Personal information
- Date of birth: 4 January 1999 (age 27)
- Place of birth: Biel/Bienne, Switzerland
- Height: 1.75 m (5 ft 9 in)
- Position: Midfielder

Team information
- Current team: Neuchâtel Xamax
- Number: 99

Youth career
- 2008–2013: Biel-Bienne
- 2013–2016: Neuchâtel Xamax

Senior career*
- Years: Team / Apps / (Gls)
- 2016–2020: Neuchâtel Xamax / 30 / (1)
- 2019: → Winterthur (loan) / 4 / (0)
- 2019: → Winterthur II (loan) / 3 / (1)
- 2019: Neuchâtel Xamax II / 2 / (2)
- 2020–2022: Kriens / 63 / (8)
- 2022–2024: Stade Lausanne / 60 / (13)
- 2024–2025: VfL Osnabrück / 3 / (0)
- 2025–: Neuchâtel Xamax / 27 / (8)

International career^{‡}
- 2014: Switzerland U16 / 2 / (0)
- 2017–2018: Switzerland U19 / 4 / (2)
- 2018–2019: Switzerland U20 / 6 / (2)

= Liridon Mulaj =

Swiss footballer (born 1999)

Liridon Mulaj (born 4 January 1999) is a Swiss professional footballer who plays as a midfielder for Swiss Challenge League club Neuchâtel Xamax.

==Club career==
Mulaj made his professional for Neuchâtel Xamax in a 3–3 Swiss Super League loss to FC St. Gallen on 2 September 2018. In August 2017, he scored seven goals in the same game, during a Swiss Cup match against US Montfaucon (final score 21–0).

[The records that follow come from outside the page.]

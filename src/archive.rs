//! Snapshot cleanup: delete old checkpoint files or flatten them into
//! long-format CSV archives.

use std::fs::{self, File};
use std::io::Write;
use std::path::{Path, PathBuf};
use std::sync::Arc;
use std::time::Duration;

use tokio::sync::watch;
use tracing::{debug, error, info};

use crate::checkpoint::{read_compact_file, CheckpointFile};
use crate::config::{CleanupConfig, CleanupMode};
use crate::error::{Result, StoreError};
use crate::lifecycle::tick;
use crate::util::{timestamp_from_file_name, unix_now};

pub struct Cleaner {
    checkpoint_dir: PathBuf,
    archive_dir: PathBuf,
    mode: CleanupMode,
    interval: Duration,
    compress: bool,
}

impl Cleaner {
    pub fn new(config: &CleanupConfig, checkpoint_dir: PathBuf) -> Self {
        Self {
            checkpoint_dir,
            archive_dir: config.directory.clone(),
            mode: config.mode,
            interval: config.interval,
            compress: config.compress,
        }
    }

    pub fn interval(&self) -> Duration {
        self.interval
    }

    /// One pass: selects snapshot files older than the cleanup interval
    /// and deletes or archives them. Per-cluster failures are logged and
    /// counted without aborting the run.
    pub fn run_once(&self) -> Result<usize> {
        let cutoff = unix_now() - self.interval.as_secs() as i64;
        let mut processed = 0usize;
        let mut failed = 0usize;

        for cluster_dir in subdirs(&self.checkpoint_dir)? {
            let cluster = dir_name(&cluster_dir);
            let mut selected: Vec<(String, i64, PathBuf)> = Vec::new();
            for host_dir in subdirs(&cluster_dir)? {
                let host = dir_name(&host_dir);
                for entry in fs::read_dir(&host_dir)? {
                    let entry = entry?;
                    let name = entry.file_name();
                    let Some(name) = name.to_str() else { continue };
                    let Some(from) = timestamp_from_file_name(name) else {
                        continue;
                    };
                    if from < cutoff {
                        selected.push((host.clone(), from, entry.path()));
                    }
                }
            }
            if selected.is_empty() {
                continue;
            }

            if self.mode == CleanupMode::Archive {
                if let Err(err) = self.archive_cluster(&cluster, &selected) {
                    error!(%err, %cluster, "archiving failed; files kept");
                    failed += 1;
                    continue;
                }
            }
            for (_, _, path) in &selected {
                if let Err(err) = fs::remove_file(path) {
                    error!(%err, path = %path.display(), "cannot remove snapshot");
                    failed += 1;
                } else {
                    processed += 1;
                }
            }
        }

        if failed > 0 {
            info!(processed, failed, "cleanup pass finished with failures");
        }
        if processed == 0 {
            return Err(StoreError::NoNewArchiveData);
        }
        Ok(processed)
    }

    /// Flattens every selected snapshot of one cluster into a single
    /// long-format CSV (one row per sample).
    fn archive_cluster(&self, cluster: &str, selected: &[(String, i64, PathBuf)]) -> Result<()> {
        let from = selected.iter().map(|(_, ts, _)| *ts).min().unwrap_or(0);
        let out_dir = self.archive_dir.join(cluster);
        fs::create_dir_all(&out_dir)?;

        let out_path = if self.compress {
            out_dir.join(format!("{from}.csv.sz"))
        } else {
            out_dir.join(format!("{from}.csv"))
        };
        let sink: Box<dyn Write> = if self.compress {
            Box::new(snap::write::FrameEncoder::new(File::create(&out_path)?))
        } else {
            Box::new(File::create(&out_path)?)
        };

        let mut writer = csv::Writer::from_writer(sink);
        writer.write_record([
            "cluster",
            "host",
            "metric",
            "scope",
            "scope-id",
            "timestamp",
            "frequency",
            "value",
        ])?;

        for (host, _, path) in selected {
            match path.extension().and_then(|e| e.to_str()) {
                Some("json") => {
                    let raw = fs::read(path)?;
                    let file: CheckpointFile = serde_json::from_slice(&raw)?;
                    let mut subpath = Vec::new();
                    write_tree_rows(&mut writer, cluster, host, &file, &mut subpath)?;
                }
                Some("bin") => {
                    let (start, frequency, table) = read_compact_file(path)?;
                    for (flat, run) in table {
                        let (subpath, metric) = split_flat(&flat);
                        let (scope, scope_id) = scope_of(&subpath);
                        for (i, v) in run.iter().enumerate() {
                            if v.0.is_nan() {
                                continue;
                            }
                            write_row(
                                &mut writer,
                                cluster,
                                host,
                                metric,
                                &scope,
                                &scope_id,
                                start + i as i64 * frequency,
                                frequency,
                                v.0,
                            )?;
                        }
                    }
                }
                _ => debug!(path = %path.display(), "not an archivable snapshot"),
            }
        }
        writer.flush()?;
        Ok(())
    }
}

fn write_tree_rows<W: Write>(
    writer: &mut csv::Writer<W>,
    cluster: &str,
    host: &str,
    file: &CheckpointFile,
    subpath: &mut Vec<String>,
) -> Result<()> {
    let (scope, scope_id) = scope_of(subpath);
    for (metric, cm) in &file.metrics {
        for (i, v) in cm.data.iter().enumerate() {
            if v.0.is_nan() {
                continue;
            }
            write_row(
                writer,
                cluster,
                host,
                metric,
                &scope,
                &scope_id,
                cm.start + i as i64 * cm.frequency,
                cm.frequency,
                v.0,
            )?;
        }
    }
    for (name, child) in &file.children {
        subpath.push(name.clone());
        write_tree_rows(writer, cluster, host, child, subpath)?;
        subpath.pop();
    }
    Ok(())
}

#[allow(clippy::too_many_arguments)]
fn write_row<W: Write>(
    writer: &mut csv::Writer<W>,
    cluster: &str,
    host: &str,
    metric: &str,
    scope: &str,
    scope_id: &str,
    timestamp: i64,
    frequency: i64,
    value: f32,
) -> Result<()> {
    writer.write_record([
        cluster,
        host,
        metric,
        scope,
        scope_id,
        &timestamp.to_string(),
        &frequency.to_string(),
        &value.to_string(),
    ])?;
    Ok(())
}

/// `["core1", "memoryDomain0"]` → `("core1:memoryDomain", "0")`; an
/// empty subpath is the node scope.
fn scope_of(subpath: &[String]) -> (String, String) {
    let Some((last, prefix)) = subpath.split_last() else {
        return ("node".to_string(), String::new());
    };
    let digits = last.len() - last.chars().rev().take_while(|c| c.is_ascii_digit()).count();
    let (name, id) = last.split_at(digits);
    let scope = if prefix.is_empty() {
        name.to_string()
    } else {
        format!("{}:{}", prefix.join(":"), name)
    };
    (scope, id.to_string())
}

fn split_flat(flat: &str) -> (Vec<String>, &str) {
    match flat.rfind(':') {
        Some(i) => (
            flat[..i].split(':').map(str::to_string).collect(),
            &flat[i + 1..],
        ),
        None => (Vec::new(), flat),
    }
}

fn subdirs(dir: &Path) -> Result<Vec<PathBuf>> {
    let mut out = Vec::new();
    for entry in fs::read_dir(dir)? {
        let entry = entry?;
        if entry.file_type()?.is_dir() {
            out.push(entry.path());
        }
    }
    Ok(out)
}

fn dir_name(path: &Path) -> String {
    path.file_name()
        .map(|n| n.to_string_lossy().into_owned())
        .unwrap_or_default()
}

/// Cleanup worker; ticks on its own interval.
pub async fn run_cleanup(cleaner: Arc<Cleaner>, mut shutdown: watch::Receiver<bool>) {
    let interval = cleaner.interval();
    while tick(interval, &mut shutdown).await {
        let c = Arc::clone(&cleaner);
        let result = tokio::task::spawn_blocking(move || c.run_once()).await;
        match result {
            Ok(Ok(processed)) => info!(processed, "cleanup pass complete"),
            Ok(Err(err)) if err.is_informational() => {}
            Ok(Err(err)) => error!(%err, "cleanup pass failed"),
            Err(err) => error!(%err, "cleanup task panicked"),
        }
    }
    debug!("cleanup worker stopped");
}
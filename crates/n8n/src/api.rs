//! REST API client for the n8n workflow endpoints.
//!
//! Wraps the workflow creation and deletion calls using [`reqwest`].
//! Every response body is read to completion before the status is
//! classified, so connections are released on error paths as well.

use std::fmt;

use opaasn8n_core::config::ClientConfig;
use opaasn8n_core::types::{WorkflowHandle, WorkflowSpec, API_KEY_HEADER};
use reqwest::StatusCode;
use serde::Deserialize;
use url::Url;

/// HTTP client for a single n8n workflow endpoint.
#[derive(Clone)]
pub struct N8nApi {
    client: reqwest::Client,
    token: String,
    base_url: String,
}

impl fmt::Debug for N8nApi {
    fn fmt(&self, f: &mut fmt::Formatter<'_>) -> fmt::Result {
        f.debug_struct("N8nApi")
            .field("token", &"<redacted>")
            .field("base_url", &self.base_url)
            .finish_non_exhaustive()
    }
}

/// Response returned by n8n after creating a workflow.
///
/// Only `id` is read; any other fields are ignored.
#[derive(Debug, Deserialize)]
pub struct CreateWorkflowResponse {
    /// Server-assigned workflow identifier.
    pub id: String,
}

/// Errors from the n8n REST API layer.
#[derive(Debug, thiserror::Error)]
pub enum N8nApiError {
    /// The underlying [`reqwest::Client`] could not be built.
    #[error("Failed to build HTTP client: {0}")]
    Client(#[source] reqwest::Error),

    /// The configured base URL cannot address a workflow.
    #[error("Invalid n8n URL {url:?}: {reason}")]
    InvalidUrl {
        /// The configured base URL.
        url: String,
        /// Why it was rejected.
        reason: String,
    },

    /// The HTTP request itself failed (network, DNS, TLS, timeout, etc.).
    #[error("HTTP request failed: {0}")]
    Request(#[source] reqwest::Error),

    /// The response arrived but its body could not be read.
    #[error("Failed to read n8n response body: {0}")]
    ReadBody(#[source] reqwest::Error),

    /// n8n answered with a status other than `200 OK`.
    #[error("n8n API error ({status}): {body}")]
    Rejected {
        /// HTTP status code.
        status: u16,
        /// Raw response body for debugging.
        body: String,
    },

    /// A `200 OK` body did not have the expected shape.
    #[error("Failed to decode n8n response: {0}")]
    Decode(#[from] serde_json::Error),

    /// A workflow id was empty, either in a create response or as a
    /// delete target.
    #[error("Workflow id is empty")]
    MissingId,
}

impl N8nApiError {
    /// Raw response body for rejections, if any.
    pub fn body(&self) -> Option<&str> {
        match self {
            Self::Rejected { body, .. } => Some(body),
            _ => None,
        }
    }

    /// HTTP status for rejections, if any.
    pub fn status(&self) -> Option<u16> {
        match self {
            Self::Rejected { status, .. } => Some(*status),
            _ => None,
        }
    }
}

impl N8nApi {
    /// Create an API client with its own [`reqwest::Client`], applying the
    /// configured request timeout.
    pub fn new(config: &ClientConfig) -> Result<Self, N8nApiError> {
        let client = reqwest::Client::builder()
            .timeout(config.request_timeout())
            .build()
            .map_err(N8nApiError::Client)?;
        Ok(Self::with_client(client, config))
    }

    /// Create an API client reusing an existing [`reqwest::Client`].
    ///
    /// The configured timeout is not applied; the given client's settings win.
    pub fn with_client(client: reqwest::Client, config: &ClientConfig) -> Self {
        Self {
            client,
            token: config.token().to_string(),
            base_url: config.base_url().to_string(),
        }
    }

    /// Workflow collection URL this client posts to.
    pub fn base_url(&self) -> &str {
        &self.base_url
    }

    /// Create a workflow.
    ///
    /// Sends `POST {base_url}` with `{"certificate": <definition>}` and
    /// returns the `id` from the `200 OK` body.
    pub async fn create_workflow(&self, spec: &WorkflowSpec) -> Result<WorkflowHandle, N8nApiError> {
        let url = self.collection_url()?;
        tracing::debug!(url = %url, "Sending n8n create workflow request");

        let response = self
            .client
            .post(url)
            .header(API_KEY_HEADER, &self.token)
            .json(&spec.to_payload())
            .send()
            .await
            .map_err(N8nApiError::Request)?;

        let body = Self::read_ok_body(response).await?;
        let parsed: CreateWorkflowResponse = serde_json::from_str(&body)?;
        if parsed.id.is_empty() {
            return Err(N8nApiError::MissingId);
        }

        Ok(WorkflowHandle::new(parsed.id))
    }

    /// Delete a workflow.
    ///
    /// Sends `DELETE {base_url}/{id}` with an empty body. Deleting an id
    /// n8n no longer knows is reported as whatever status n8n returns.
    pub async fn delete_workflow(&self, handle: &WorkflowHandle) -> Result<(), N8nApiError> {
        let url = self.workflow_url(&handle.id)?;
        tracing::debug!(url = %url, "Sending n8n delete workflow request");

        let response = self
            .client
            .delete(url)
            .header(API_KEY_HEADER, &self.token)
            .send()
            .await
            .map_err(N8nApiError::Request)?;

        Self::read_ok_body(response).await?;
        Ok(())
    }

    // ---- private helpers ----

    fn collection_url(&self) -> Result<Url, N8nApiError> {
        Url::parse(&self.base_url).map_err(|e| N8nApiError::InvalidUrl {
            url: self.base_url.clone(),
            reason: e.to_string(),
        })
    }

    /// `{base_url}/{id}`, with `id` appended as one percent-encoded segment.
    fn workflow_url(&self, id: &str) -> Result<Url, N8nApiError> {
        if id.is_empty() {
            return Err(N8nApiError::MissingId);
        }

        let mut url = self.collection_url()?;
        url.path_segments_mut()
            .map_err(|()| N8nApiError::InvalidUrl {
                url: self.base_url.clone(),
                reason: "URL cannot have path segments".to_string(),
            })?
            .pop_if_empty()
            .push(id);
        Ok(url)
    }

    /// Read the full body, then require `200 OK`. Any other status becomes
    /// [`N8nApiError::Rejected`] carrying the body text.
    async fn read_ok_body(response: reqwest::Response) -> Result<String, N8nApiError> {
        let status = response.status();
        let body = response.text().await.map_err(N8nApiError::ReadBody)?;

        if status != StatusCode::OK {
            tracing::warn!(status = status.as_u16(), "n8n rejected request");
            return Err(N8nApiError::Rejected {
                status: status.as_u16(),
                body,
            });
        }
        Ok(body)
    }
}

// ---------------------------------------------------------------------------
// Tests
// ---------------------------------------------------------------------------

Mulaj was loaned out to FC Winterthur on 12 January 2019, for the rest of the season.

On 19 August 2022, Mulaj signed with Stade Lausanne.

On 18 June 2024, Mulaj joined VfL Osnabrück in the German 3. Liga.

On 5 January 2025, Mulaj returned to Neuchâtel Xamax.

==International career==
Born in Switzerland, Mulaj is of Kosovo Albanian descent. He is a former youth international for Switzerland.